News
BGH, Kingston labs merge; Eight jobs lost
Brockville General Hospital (BGH) is integrating its laboratory services with the Kingston Health Sciences Centre (KHSC), a move that will cut eight positions. As part of the ongoing "recovery plan" carried out by provincially appointed BGH supervisor Kevin Empey, the move follows the announcement a month ago that 14 full-time positions throughout the hospital have been deemed unnecessary. "Staff were surprised and disappointed and kind of shocked by the magnitude of it," Empey acknowledged. But a supervisor said some staffers acknowledged that this kind of integration has already happened elsewhere in the region. The move, effective immediately, eliminates one pathologist position, six lab technologists and one clerical position. Medical staff from KHSC and the Southeastern Ontario Academic Medical Association (SEAMO) will provide all laboratory medical services.
"While critical and timely testing required for immediate patient care will remain at BGH’s core lab, the integration with KHSC and SEAMO will leverage KHSC’s state-of-the-art-technology and provide full access to a specialized medical team," hospital officials stated in a media release. BGH will have monitoring in place to ensure that, for instance, transportation to Kingston does not create problems in the service, said Empey.
Quality
Improving error reporting in healthcare
The only way to encourage medical errors and near misses being reported is to create a non-punitive culture. A few system-wide frameworks are available to assist healthcare organizations with this task. An example is the Communication and Optimal Resolution tool. While this is a facility-wide framework where diagnostic errors as well as other types of errors can be reported, there are things that can be implemented within your own laboratory.

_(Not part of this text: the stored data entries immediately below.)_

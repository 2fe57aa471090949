//! Installing and applying rendered configs on hubs.
//!
//! Each hub gets one operation whose script installs WireGuard, writes the
//! rendered config inline and restarts the interface. The trigger token is a
//! constant; because the config text is embedded in the script, the script
//! changes whenever the config does, so an orchestrator keyed on script text
//! re-runs it exactly then.
//!
//! There is no retry and no rollback. A script that fails halfway can leave
//! the host with a partially applied config.

use std::sync::Arc;

use futures::future::join_all;
use tracing::{info, warn};

use crate::deferred::Deferred;
use crate::error::{MeshError, Result};
use crate::node::{Connection, Node};
use crate::remote::{CommandOutput, RemoteCommand, RemoteExecutor};
use crate::settings::MeshSettings;

/// Builds the idempotent setup script for a rendered config.
#[must_use]
pub fn setup_script(settings: &MeshSettings, config: &str) -> String {
    let unit = settings.unit_name();
    format!(
        "sudo bash<<__EOF__\n\
         set -xeuo pipefail\n\
         export DEBIAN_FRONTEND=noninteractive\n\
         apt-get update\n\
         apt-get install -qy wireguard\n\
         cat<<EOF > {path}\n\
         {config}\n\
         EOF\n\
         systemctl enable {unit}\n\
         systemctl restart {unit}\n\
         __EOF__\n",
        path = settings.config_path(),
    )
}

/// Creates provisioning operations for hubs.
#[derive(Debug)]
pub struct Provisioner<E> {
    executor: Arc<E>,
    settings: MeshSettings,
}

impl<E: RemoteExecutor> Provisioner<E> {
    /// Creates a provisioner running scripts through `executor`.
    pub fn new(executor: E, settings: MeshSettings) -> Self {
        Self::with_shared(Arc::new(executor), settings)
    }

    /// Creates a provisioner over an executor shared with other callers.
    pub fn with_shared(executor: Arc<E>, settings: MeshSettings) -> Self {
        Self { executor, settings }
    }

    /// Settings used for script generation.
    #[must_use]
    pub fn settings(&self) -> &MeshSettings {
        &self.settings
    }

    /// Prepares the operation that applies `rendered` on `node`.
    ///
    /// Nothing runs until [`ProvisionOperation::execute`] is awaited. The
    /// operation waits for the node's connection and for the config before
    /// touching the remote host.
    pub fn apply(&self, node: &Node, rendered: Deferred<String>) -> ProvisionOperation<E> {
        let settings = self.settings.clone();
        let script = rendered.map(move |config| setup_script(&settings, &config));
        ProvisionOperation {
            name: format!("{}-setup", node.name),
            node: node.name.clone(),
            connection: node.connection.clone(),
            triggers: vec![self.settings.trigger_token.clone()],
            script,
            executor: Arc::clone(&self.executor),
        }
    }
}

/// A pending setup of one hub.
pub struct ProvisionOperation<E> {
    name: String,
    node: String,
    connection: Connection,
    triggers: Vec<String>,
    script: Deferred<String>,
    executor: Arc<E>,
}

impl<E: RemoteExecutor> ProvisionOperation<E> {
    /// Operation name, `<node>-setup`.
    #[must_use]
    pub fn name(&self) -> &str {
        &self.name
    }

    /// Name of the node the script targets.
    #[must_use]
    pub fn node(&self) -> &str {
        &self.node
    }

    /// Re-run tokens.
    #[must_use]
    pub fn triggers(&self) -> &[String] {
        &self.triggers
    }

    /// The script, once the config is rendered.
    #[must_use]
    pub fn script(&self) -> &Deferred<String> {
        &self.script
    }

    /// Connection the script runs over.
    #[must_use]
    pub fn connection(&self) -> &Connection {
        &self.connection
    }

    /// Runs the script on the node.
    ///
    /// # Errors
    ///
    /// Fails if the connection or config never resolves, if the executor
    /// cannot reach the node, or if the script exits non-zero.
    pub async fn execute(&self) -> Result<CommandOutput> {
        let connection = self.connection.resolve().await?;
        let script = self.script.resolve().await?;

        info!(
            operation = %self.name,
            node = %self.node,
            host = %connection.host,
            "applying wireguard config"
        );

        let command = RemoteCommand {
            name: self.name.clone(),
            node: self.node.clone(),
            connection,
            script,
            triggers: self.triggers.clone(),
        };
        let output = self.executor.run(&command).await?;

        if !output.success() {
            warn!(
                operation = %self.name,
                exit_code = output.exit_code,
                "setup script failed; host may hold a partial config"
            );
            return Err(MeshError::command_failed(
                &self.node,
                output.exit_code,
                output.stderr.trim(),
            ));
        }

        info!(operation = %self.name, "wireguard config applied");
        Ok(output)
    }
}

impl<E> std::fmt::Debug for ProvisionOperation<E> {
    fn fmt(&self, f: &mut std::fmt::Formatter<'_>) -> std::fmt::Result {
        f.debug_struct("ProvisionOperation")
            .field("name", &self.name)
            .field("node", &self.node)
            .field("triggers", &self.triggers)
            .finish_non_exhaustive()
    }
}

/// Outcome of one operation in a batch.
#[derive(Debug)]
pub struct ProvisionReport {
    /// Operation name.
    pub name: String,
    /// Node name.
    pub node: String,
    /// Result of the run.
    pub result: Result<CommandOutput>,
}

/// Runs all operations concurrently; one report per operation, in input order.
///
/// Operations are independent: one failing does not stop the others.
pub async fn execute_all<E: RemoteExecutor>(
    operations: &[ProvisionOperation<E>],
) -> Vec<ProvisionReport> {
    join_all(operations.iter().map(|op| async move {
        ProvisionReport {
            name: op.name().to_string(),
            node: op.node().to_string(),
            result: op.execute().await,
        }
    }))
    .await
}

- Employees should feel safe reporting errors. If there is a perception that they will be punished or receive maltreatment due to the reporting, errors will continue to go unreported.
- Determine the root-cause of the error. It may seem easy to lay blame, but is there an underlying problem(s) that caused the error(s)?
- Utilize a group or committee to determine the best way to ensure that the error doesn’t occur again. Having different points of view is important to develop feasibility. Is there a process control that could be instituted, such as an LIS hard stop?
- Monitor for that error. You do not know if your corrective action worked in preventing the error from occurring again if you are not monitoring specifically for it.
- Document, Document, Document. When processes change within the facility, new errors may occur, or former errors may recur.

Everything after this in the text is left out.